> **THE PROBLEM**: Your reply should consist solely of the lines from the start of the material below through the line containing "signed-in user gets", reproduced exactly.

--- START ---

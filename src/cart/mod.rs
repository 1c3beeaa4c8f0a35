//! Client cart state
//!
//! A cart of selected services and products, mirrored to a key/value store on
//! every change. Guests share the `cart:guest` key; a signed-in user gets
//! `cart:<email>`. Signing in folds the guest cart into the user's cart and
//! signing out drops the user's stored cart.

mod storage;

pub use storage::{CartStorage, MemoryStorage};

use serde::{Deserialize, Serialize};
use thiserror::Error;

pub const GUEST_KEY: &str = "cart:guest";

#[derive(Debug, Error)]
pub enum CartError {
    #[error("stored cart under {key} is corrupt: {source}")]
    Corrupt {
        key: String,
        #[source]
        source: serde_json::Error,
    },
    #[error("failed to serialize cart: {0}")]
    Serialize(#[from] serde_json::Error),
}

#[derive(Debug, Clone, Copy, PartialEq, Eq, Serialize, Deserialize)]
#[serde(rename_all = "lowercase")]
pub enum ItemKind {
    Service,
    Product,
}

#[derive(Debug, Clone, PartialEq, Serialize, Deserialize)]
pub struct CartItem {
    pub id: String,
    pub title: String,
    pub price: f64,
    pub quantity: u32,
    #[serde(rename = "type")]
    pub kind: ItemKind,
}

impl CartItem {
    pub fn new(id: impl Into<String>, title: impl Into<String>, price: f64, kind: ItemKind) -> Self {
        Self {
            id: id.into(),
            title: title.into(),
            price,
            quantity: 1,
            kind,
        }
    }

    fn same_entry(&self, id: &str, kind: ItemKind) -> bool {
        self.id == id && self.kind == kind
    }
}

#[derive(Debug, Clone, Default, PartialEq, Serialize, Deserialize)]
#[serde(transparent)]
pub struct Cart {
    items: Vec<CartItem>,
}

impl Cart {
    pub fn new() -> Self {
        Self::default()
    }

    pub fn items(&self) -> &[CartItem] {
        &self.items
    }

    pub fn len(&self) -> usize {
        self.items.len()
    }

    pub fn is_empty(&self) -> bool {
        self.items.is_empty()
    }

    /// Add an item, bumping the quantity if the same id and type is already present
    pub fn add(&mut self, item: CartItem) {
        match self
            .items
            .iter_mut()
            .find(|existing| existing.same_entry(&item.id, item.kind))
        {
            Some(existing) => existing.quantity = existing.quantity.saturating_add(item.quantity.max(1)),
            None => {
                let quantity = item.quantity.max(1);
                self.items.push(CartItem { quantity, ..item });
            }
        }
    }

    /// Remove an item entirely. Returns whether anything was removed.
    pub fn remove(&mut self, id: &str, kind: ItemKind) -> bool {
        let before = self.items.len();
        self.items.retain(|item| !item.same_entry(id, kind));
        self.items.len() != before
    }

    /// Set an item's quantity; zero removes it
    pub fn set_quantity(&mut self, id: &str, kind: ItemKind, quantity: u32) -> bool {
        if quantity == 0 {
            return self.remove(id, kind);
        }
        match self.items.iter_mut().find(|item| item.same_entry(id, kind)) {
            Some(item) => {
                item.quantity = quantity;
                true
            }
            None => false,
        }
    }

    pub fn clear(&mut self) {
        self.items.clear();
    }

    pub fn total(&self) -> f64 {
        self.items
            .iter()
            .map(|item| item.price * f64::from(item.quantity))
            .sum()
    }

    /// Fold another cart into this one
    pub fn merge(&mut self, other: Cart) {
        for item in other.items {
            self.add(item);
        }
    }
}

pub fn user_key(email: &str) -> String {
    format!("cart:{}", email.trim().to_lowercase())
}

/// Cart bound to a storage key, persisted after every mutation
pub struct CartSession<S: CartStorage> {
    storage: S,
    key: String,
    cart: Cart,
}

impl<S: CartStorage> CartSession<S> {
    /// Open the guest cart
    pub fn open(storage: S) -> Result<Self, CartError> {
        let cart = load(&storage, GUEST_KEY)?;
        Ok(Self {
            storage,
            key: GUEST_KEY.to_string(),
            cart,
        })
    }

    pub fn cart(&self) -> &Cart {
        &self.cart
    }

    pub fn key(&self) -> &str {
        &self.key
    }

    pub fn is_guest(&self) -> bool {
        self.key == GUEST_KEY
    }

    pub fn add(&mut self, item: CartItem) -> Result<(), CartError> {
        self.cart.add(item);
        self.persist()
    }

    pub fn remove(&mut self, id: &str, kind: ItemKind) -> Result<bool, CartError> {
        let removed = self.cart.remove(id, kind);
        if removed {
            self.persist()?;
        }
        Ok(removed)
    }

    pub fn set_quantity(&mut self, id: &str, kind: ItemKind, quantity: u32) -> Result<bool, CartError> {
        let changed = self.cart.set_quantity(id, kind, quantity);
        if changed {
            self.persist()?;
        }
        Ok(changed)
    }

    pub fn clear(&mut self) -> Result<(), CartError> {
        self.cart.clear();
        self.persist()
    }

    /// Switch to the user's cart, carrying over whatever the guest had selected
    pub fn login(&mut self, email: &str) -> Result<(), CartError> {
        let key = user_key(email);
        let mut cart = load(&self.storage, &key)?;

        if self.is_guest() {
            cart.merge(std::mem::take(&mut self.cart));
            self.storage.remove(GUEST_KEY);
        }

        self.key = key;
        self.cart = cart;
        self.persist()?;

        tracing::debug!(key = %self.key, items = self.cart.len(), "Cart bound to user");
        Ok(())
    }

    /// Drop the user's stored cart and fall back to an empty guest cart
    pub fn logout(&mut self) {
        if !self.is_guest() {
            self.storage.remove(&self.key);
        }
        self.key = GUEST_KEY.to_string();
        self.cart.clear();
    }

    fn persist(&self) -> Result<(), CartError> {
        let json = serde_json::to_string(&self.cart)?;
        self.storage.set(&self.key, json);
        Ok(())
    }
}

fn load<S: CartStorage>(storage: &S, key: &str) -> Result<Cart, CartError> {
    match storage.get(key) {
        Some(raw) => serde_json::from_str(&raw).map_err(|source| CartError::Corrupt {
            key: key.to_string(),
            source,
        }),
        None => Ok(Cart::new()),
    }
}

--- END ---

> **TASK RESULT**:
filename src/cart/mod.rs
repository 1c3beeaa4c8f0a35
//! Client cart state
//!
//! A cart of selected services and products, mirrored to a key/value store on
//! every change. Guests share the `cart:guest` key; a signed-in user gets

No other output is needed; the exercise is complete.